As the United States embarks on its new medical venture, it might be interesting to read an article in the Jerusalem Report of May 2 on the universal health coverage which Israel provides.
Here are seven salient paragraphs:
From the perspective of the bottom line, the figures are impressive: Israel’s per capita health costs are half those of the United States, and the country expends a much smaller proportion of its GDP on health care, yet it provides universal health coverage, and top-notch, technologically up-to-date care. Its outcomes in many areas are superior.
Compared to the US, Israel has more physicians per capita, a lower infant mortality rate, higher life expectancy, and lower rates of cardiovascular disease. The country has the highest number of IVF units in the world per population, and is near the top of the lists of transplant units per population and overall physicians per population.

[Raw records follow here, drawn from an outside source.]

//! In-memory map surface
//!
//! Keeps the same bookkeeping a tile-rendering engine keeps (loaded style,
//! sources, ordered layers with their paint and layout) without drawing
//! anything, and records every call in order. Used by the headless driver
//! and by tests.

use crate::core::camera::{distance_to_zoom, NativeCamera};
use crate::core::geo::{Color, LatLng, LatLngBounds};
use crate::data::geojson::{Feature, FeatureCollection};
use crate::input::events::ScreenPoint;
use crate::layers::spec::{visibility_value, LayerPosition, LayerSpec, SourceKind, SourceSpec};
use crate::prelude::Duration;
use crate::traits::MapSurface;
use crate::{MapError, Result};
use serde_json::Value;

/// One recorded surface call
#[derive(Debug, Clone, PartialEq)]
pub enum SurfaceCall {
    LoadStyle(String),
    SetBackground(Color),
    AddSource(String),
    SetSourceData(String),
    RemoveSource(String),
    AddLayer(String),
    RemoveLayer(String),
    SetVisibility { id: String, visible: bool },
    SetPaint { id: String, name: String },
    SetCamera {
        camera: NativeCamera,
        transition: Option<Duration>,
    },
}

#[derive(Debug, Clone)]
pub struct MemorySurface {
    base_distance: f64,
    style_url: Option<String>,
    background: Option<Color>,
    sources: Vec<SourceSpec>,
    layers: Vec<LayerSpec>,
    rendered: Vec<Feature>,
    region: Option<(LatLngBounds, f64)>,
    camera: Option<NativeCamera>,
    calls: Vec<SurfaceCall>,
}

impl Default for MemorySurface {
    fn default() -> Self {
        Self::new()
    }
}

impl MemorySurface {
    pub fn new() -> Self {
        Self::with_base_distance(crate::core::config::CameraConfig::default().base_distance_m)
    }

    /// `base_distance` must match the camera config so camera moves map
    /// back to the same zoom.
    pub fn with_base_distance(base_distance: f64) -> Self {
        Self {
            base_distance,
            style_url: None,
            background: None,
            sources: Vec::new(),
            layers: Vec::new(),
            rendered: Vec::new(),
            region: None,
            camera: None,
            calls: Vec::new(),
        }
    }

    pub fn style_url(&self) -> Option<&str> {
        self.style_url.as_deref()
    }

    pub fn background(&self) -> Option<Color> {
        self.background
    }

    pub fn camera(&self) -> Option<NativeCamera> {
        self.camera
    }

    /// Layer ids bottom to top
    pub fn layer_ids(&self) -> Vec<&str> {
        self.layers.iter().map(|l| l.id.as_str()).collect()
    }

    pub fn layer(&self, id: &str) -> Option<&LayerSpec> {
        self.layers.iter().find(|l| l.id == id)
    }

    pub fn is_layer_visible(&self, id: &str) -> Option<bool> {
        self.layer(id).map(LayerSpec::is_visible)
    }

    pub fn paint_property(&self, id: &str, name: &str) -> Option<&Value> {
        self.layer(id).and_then(|l| l.paint.get(name))
    }

    pub fn source(&self, id: &str) -> Option<&SourceSpec> {
        self.sources.iter().find(|s| s.id == id)
    }

    pub fn source_feature_count(&self, id: &str) -> Option<usize> {
        self.source(id).map(SourceSpec::feature_count)
    }

    /// Site ids carried by a GeoJSON source, in order
    pub fn source_feature_ids(&self, id: &str) -> Vec<&str> {
        match self.source(id).map(|s| &s.kind) {
            Some(SourceKind::Geojson { data, .. }) => {
                data.features.iter().filter_map(Feature::site_id).collect()
            }
            _ => Vec::new(),
        }
    }

    /// Features returned by the next tap queries. A feature is reported for
    /// a query when one of the queried layers exists, is visible and its
    /// filter accepts the feature.
    pub fn set_rendered_features(&mut self, features: Vec<Feature>) {
        self.rendered = features;
    }

    /// Overrides the visible region reported to the core
    pub fn set_visible_region(&mut self, bounds: LatLngBounds, zoom: f64) {
        self.region = Some((bounds, zoom));
    }

    pub fn calls(&self) -> &[SurfaceCall] {
        &self.calls
    }

    pub fn take_calls(&mut self) -> Vec<SurfaceCall> {
        std::mem::take(&mut self.calls)
    }

    pub fn camera_calls(&self) -> usize {
        self.calls
            .iter()
            .filter(|c| matches!(c, SurfaceCall::SetCamera { .. }))
            .count()
    }

    pub fn load_calls(&self) -> usize {
        self.calls
            .iter()
            .filter(|c| matches!(c, SurfaceCall::LoadStyle(_)))
            .count()
    }

    fn layer_mut(&mut self, id: &str) -> Result<&mut LayerSpec> {
        self.layers
            .iter_mut()
            .find(|l| l.id == id)
            .ok_or_else(|| MapError::Layer(format!("no layer '{}'", id)))
    }

    fn layer_index(&self, id: &str) -> Result<usize> {
        self.layers
            .iter()
            .position(|l| l.id == id)
            .ok_or_else(|| MapError::Layer(format!("no layer '{}'", id)))
    }

    /// Region a camera would show on a roughly square viewport
    fn region_for(&self, camera: &NativeCamera) -> (LatLngBounds, f64) {
        let zoom = distance_to_zoom(camera.distance, self.base_distance);
        let lng_span = 360.0 / 2_f64.powf(zoom);
        let lat_span = lng_span / 2.0;
        let center = camera.center;
        let bounds = LatLngBounds::new(
            LatLng::new(
                LatLng::clamp_lat(center.lat - lat_span / 2.0),
                center.lng - lng_span / 2.0,
            ),
            LatLng::new(
                LatLng::clamp_lat(center.lat + lat_span / 2.0),
                center.lng + lng_span / 2.0,
            ),
        );
        (bounds, zoom)
    }
}

impl MapSurface for MemorySurface {
    fn load_style(&mut self, url: &str) {
        self.style_url = Some(url.to_string());
        self.sources.clear();
        self.layers.clear();
        self.calls.push(SurfaceCall::LoadStyle(url.to_string()));
    }

    fn set_background_color(&mut self, color: Color) {
        self.background = Some(color);
        self.calls.push(SurfaceCall::SetBackground(color));
    }

    fn has_source(&self, id: &str) -> bool {
        self.source(id).is_some()
    }

    fn add_source(&mut self, source: SourceSpec) -> Result<()> {
        if self.has_source(&source.id) {
            return Err(MapError::Source(format!("source '{}' already exists", source.id)));
        }
        self.calls.push(SurfaceCall::AddSource(source.id.clone()));
        self.sources.push(source);
        Ok(())
    }

    fn set_source_data(&mut self, id: &str, data: FeatureCollection) -> Result<()> {
        let source = self
            .sources
            .iter_mut()
            .find(|s| s.id == id)
            .ok_or_else(|| MapError::Source(format!("no source '{}'", id)))?;
        match &mut source.kind {
            SourceKind::Geojson { data: current, .. } => *current = data,
            SourceKind::RasterDem { .. } => {
                return Err(MapError::Source(format!("source '{}' is not GeoJSON", id)))
            }
        }
        self.calls.push(SurfaceCall::SetSourceData(id.to_string()));
        Ok(())
    }

    fn remove_source(&mut self, id: &str) -> Result<()> {
        if let Some(layer) = self.layers.iter().find(|l| l.source == id) {
            return Err(MapError::Source(format!(
                "source '{}' still used by layer '{}'",
                id, layer.id
            )));
        }
        let before = self.sources.len();
        self.sources.retain(|s| s.id != id);
        if self.sources.len() == before {
            return Err(MapError::Source(format!("no source '{}'", id)));
        }
        self.calls.push(SurfaceCall::RemoveSource(id.to_string()));
        Ok(())
    }

    fn has_layer(&self, id: &str) -> bool {
        self.layer(id).is_some()
    }

    fn add_layer(&mut self, layer: LayerSpec, position: LayerPosition) -> Result<()> {
        if self.has_layer(&layer.id) {
            return Err(MapError::Layer(format!("layer '{}' already exists", layer.id)));
        }
        if !self.has_source(&layer.source) {
            return Err(MapError::Source(format!(
                "layer '{}' references missing source '{}'",
                layer.id, layer.source
            )));
        }
        let index = match &position {
            LayerPosition::Top => self.layers.len(),
            LayerPosition::Above(id) => self.layer_index(id)? + 1,
            LayerPosition::Below(id) => self.layer_index(id)?,
        };
        self.calls.push(SurfaceCall::AddLayer(layer.id.clone()));
        self.layers.insert(index, layer);
        Ok(())
    }

    fn remove_layer(&mut self, id: &str) -> Result<()> {
        let index = self.layer_index(id)?;
        self.layers.remove(index);
        self.calls.push(SurfaceCall::RemoveLayer(id.to_string()));
        Ok(())
    }

    fn set_layer_visibility(&mut self, id: &str, visible: bool) -> Result<()> {
        let layer = self.layer_mut(id)?;
        layer
            .layout
            .insert("visibility".to_string(), visibility_value(visible));
        self.calls.push(SurfaceCall::SetVisibility {
            id: id.to_string(),
            visible,
        });
        Ok(())
    }

    fn set_paint_property(&mut self, id: &str, name: &str, value: Value) -> Result<()> {
        let layer = self.layer_mut(id)?;
        layer.paint.insert(name.to_string(), value);
        self.calls.push(SurfaceCall::SetPaint {
            id: id.to_string(),
            name: name.to_string(),
        });
        Ok(())
    }

    fn query_rendered_features(&self, _point: ScreenPoint, layer_ids: &[&str]) -> Vec<Feature> {
        let layers: Vec<&LayerSpec> = layer_ids
            .iter()
            .filter_map(|id| self.layer(id))
            .filter(|layer| layer.is_visible())
            .collect();

        self.rendered
            .iter()
            .filter(|feature| {
                layers.iter().any(|layer| {
                    layer
                        .filter
                        .as_ref()
                        .map(|filter| filter.matches(&feature.properties))
                        .unwrap_or(true)
                })
            })
            .cloned()
            .collect()
    }

    fn set_camera(&mut self, camera: NativeCamera, transition: Option<Duration>) {
        self.region = Some(self.region_for(&camera));
        self.camera = Some(camera);
        self.calls.push(SurfaceCall::SetCamera { camera, transition });
    }

    fn visible_region(&self) -> Option<(LatLngBounds, f64)> {
        self.region
    }
}
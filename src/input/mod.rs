pub mod events;
pub mod handler;

// Re-export the essential types
pub use events::{MapEvent, ScreenPoint, SurfaceEvent};
pub use handler::{resolve_tap, TapAction};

Although not without its flaws, and always with room for improvement, surveys indicate remarkable general satisfaction with the health care system; a survey conducted every two years by the Myers-JDC-Brookdale Institute consistently shows 88 percent of Israelis report a high level of satisfaction with their health plans.
Notably, that figure is even higher among minorities: The percentage of respondents who were satisfied or very satisfied was highest among Arabic speakers, at 94 percent. “The health system in this country is in good shape, by any measured parameter, in both accomplishments and containing expenses,” says Kobi Glazer, a professor in the Tel Aviv University School of Management, specializing in Health Economics.
In fact, a study that the Pittsburgh Regional Health Initiative (PRHI), a consortium of medical, business and civic leaders in Pennsylvania, commissioned in the autumn of 2009, concluded that the US and other countries might do well to learn from the Israeli health system. “Israel’s healthcare system has significant relevance and important lessons to lend to healthcare reform efforts in the United States,” says Bruce Rosen, director of the Smokler Center for Health Policy Research at the Myers-JDC-Brookdale Institute, who participated in the PRHI study.
“US health reform debates have been about the best ways to move toward a more integrated model, through which payment is aligned with care delivery and that targets safety, efficiency, access, and quality. Therefore, as the US moves to strengthen primary care, contain costs, and require multi-provider accountability for coordinated high-quality care, there is much to learn from Israel, where these concepts are already at work.”
Despite widespread misconceptions, the country’s health care system is not a socialized, single-payer system. Israelis generally accept as almost axiomatic that there should be universal health coverage, with a significant acceptance of government involvement in regulating health care for the sake of redistribution, accountability, and preventing competition from leading to uncontrollable cost overruns. At the same time, there is also recognition of the benefits of keeping a strong measure of competition in the system. This has led to what Glazer describes as “regulated competition”: universal state-financed insurance coverage is provided through four competing health-maintenance organizations.